Compare several offers
“It is advisable to obtain several online loan offers tailored to your own living situation and to compare them with each other,” advises Oelmann. In online comparison portals, it must be noted that the conditions advertised there are calculated on the basis of ideal-type factors. Often, they differ from the financial starting position of the potential borrower. The actual conditions often only arise if the bank has documents about the creditworthiness of the consumer.
When making an online loan request, interested parties have to answer a questionnaire on their PC. The providers want to know, for example, how high the income of the prospective customer, whether his employment contract is limited and how high the monthly rent is. Also in demand is insurance, installment payments and savings contracts. The financial institutions may inquire with the credit agency Schufa about the creditworthiness of the prospective buyer explains Stephanie Pallasch of the Stiftung Warentest.
“The Schufa inquiries, however, have no impact on the creditworthiness of customers who only seek credit,” says Pallasch.
Procedure for online application
If a bank decides to make a loan offer to an interested party, then the offer comes as an email. Attached to it is a pdf file containing a form. In it the credit details are listed. “When comparing multiple offers you should definitely pay attention to the annual percentage rate,” recommends Topar. It indicates the total cost of a loan. The bank must also provide information on the number and frequency of installment payments and collateral required, such as wage assignment.
If the interested party agrees to the offer, he has a legal right of withdrawal. “That means that the contract can be revoked within two weeks after the revocation instruction and the contract deed without giving reasons,” says Topar. In the case of an extended return option, the loan agreement can be returned until the 30th day from the beginning of the withdrawal period. Then the borrower must pay back the amount already paid plus the reported daily rate.

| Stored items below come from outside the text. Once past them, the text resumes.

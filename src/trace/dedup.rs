//! Deduplication of redelivered acknowledge-late tasks

use crate::config::WorkerConfig;
use crate::error::BackendError;
use crate::task::descriptor::RegisteredTask;
use crate::task::request::Request;
use crate::trace::outcome::TaskState;
use parking_lot::Mutex;
use std::collections::HashSet;
use tracing::debug;

/// Process-wide set of task ids that completed successfully under
/// acknowledge-late semantics.
///
/// Grows-only from the tracer's perspective: entries are added on success
/// and cleared externally when the broker acknowledgement lands. Adds and
/// membership checks are linearizable; a momentarily missing entry is fine
/// because the backend query is the authoritative fallback.
#[derive(Debug, Default)]
pub struct SuccessSet {
    ids: Mutex<HashSet<String>>,
}

impl SuccessSet {
    pub fn new() -> Self {
        Self::default()
    }

    /// Record a completed task id. Returns false if it was already present.
    pub fn insert(&self, task_id: &str) -> bool {
        self.ids.lock().insert(task_id.to_string())
    }

    pub fn contains(&self, task_id: &str) -> bool {
        self.ids.lock().contains(task_id)
    }

    /// External acknowledgement-driven cleanup hook.
    pub fn clear(&self) {
        self.ids.lock().clear();
    }

    pub fn len(&self) -> usize {
        self.ids.lock().len()
    }

    pub fn is_empty(&self) -> bool {
        self.ids.lock().is_empty()
    }
}

/// Decide whether a redelivered message must be skipped.
///
/// Applies only to acknowledge-late tasks in deployments with successful-task
/// deduplication enabled, and only to deliveries the broker flagged as
/// redelivered. The in-process set is the fast path; the result backend is
/// the authority after a process restart. A `NotFound` from the backend
/// means the task never completed and execution proceeds, as does any state
/// other than SUCCESS or any other backend error.
pub async fn should_skip(
    task_id: &str,
    task: &RegisteredTask,
    request: &Request,
    config: &WorkerConfig,
    successes: &SuccessSet,
) -> bool {
    if !(task.options.acks_late
        && config.deduplicate_successful_tasks
        && request.delivery_info.redelivered)
    {
        return false;
    }
    if successes.contains(task_id) {
        return true;
    }
    match task.backend().query_state(task_id).await {
        Ok(TaskState::Success) => true,
        Ok(state) => {
            debug!(task_id, state = state.as_label(), "redelivered task not yet successful");
            false
        }
        Err(BackendError::NotFound { .. }) => false,
        Err(e) => {
            debug!(task_id, error = %e, "result backend unavailable for dedup check");
            false
        }
    }
}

Watch out for these tripping hazards
Caution is required when the bank urges the conclusion of a residual credit insurance. Such a policy may be useful if it is intended to secure a real estate loan. “With loans at a low level, however, they are almost always unnecessary and make deals more expensive,” emphasizes Pallasch. Consumers should also be skeptical when advertisers advertise loans unbureaucratically and without collateral. They usually pay for this through an interest premium and are therefore more expensive than banks that demand collateral.
Even if the words “fast relief” are advertised, then consumers should be cautious. Credit intermediaries are often behind such advertising. But it is not them who lend the loans – they just pass on the requests to the banks. Only the financial institutions decide on the lending. This is also true if allegedly no collateral needed, the Schufa entries are irrelevant. “Experience has shown that loans are virtually never given without a corresponding credit rating,” emphasizes Oelmann.
It also advises that, in principle, it should abstain from making offers that must be paid before the loan is granted. Credit intermediaries can only claim reimbursement if a loan is approved on the basis of their commitment and paid out to the borrower. Such payment must be agreed in writing and must also be included in the credit agreement. Lovers should be critical if intermediaries charge for alleged expenses. However, they may only be asserted if they can be proven to have arisen during the lending and were agreed in advance in writing. “Every loan has its price,” emphasizes Oelmann. That is why it is important to take a close look at the comparison of different offers.